Aligned with ICRISAT’s overall Strategy, the objectives will be achieved through a progressive movement towards a proactive business-partner approach that adopts modern policies, procedures and technology; and is focused on people and culture. We will sustain our efforts to promote a work culture that is inclusive, accountable, performance driven and people-centric. There will be a constant endeavor to upscale the people processes to accommodate best practices and latest technology. During this transformation, any change management will integrate sustainability in the decision making, preserving the Institute’s long-term interests.

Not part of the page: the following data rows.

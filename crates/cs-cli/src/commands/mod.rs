//! CLI subcommand implementations.

pub mod cats;
pub mod classify;
pub mod events;
pub mod ingest;
pub mod process;
pub mod status;
pub mod util;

Talent acquisition will have a pivotal role in realizing the Institute’s vision and goals. An employee value proposition will be institutionalized to project ICRISAT as an employer of choice. The recruitment strategy will utilize the latest techniques to enhance quality of hire, while upholding the five guiding principles of Equal Opportunity, Transparency, Diversity, Confidentiality and Compliance. ICRISAT will nurture our next generation of scientists and leaders while also building the capacities of our partners. We will develop the Institute’s talent pool through focused interventions on knowledge management, leadership development, performance orientation, top talent recognition and succession planning. ICRISAT will provide a structured global career path to our workforce to enable their career development. The workforce will be aided to explore both functional and cross-functional opportunities.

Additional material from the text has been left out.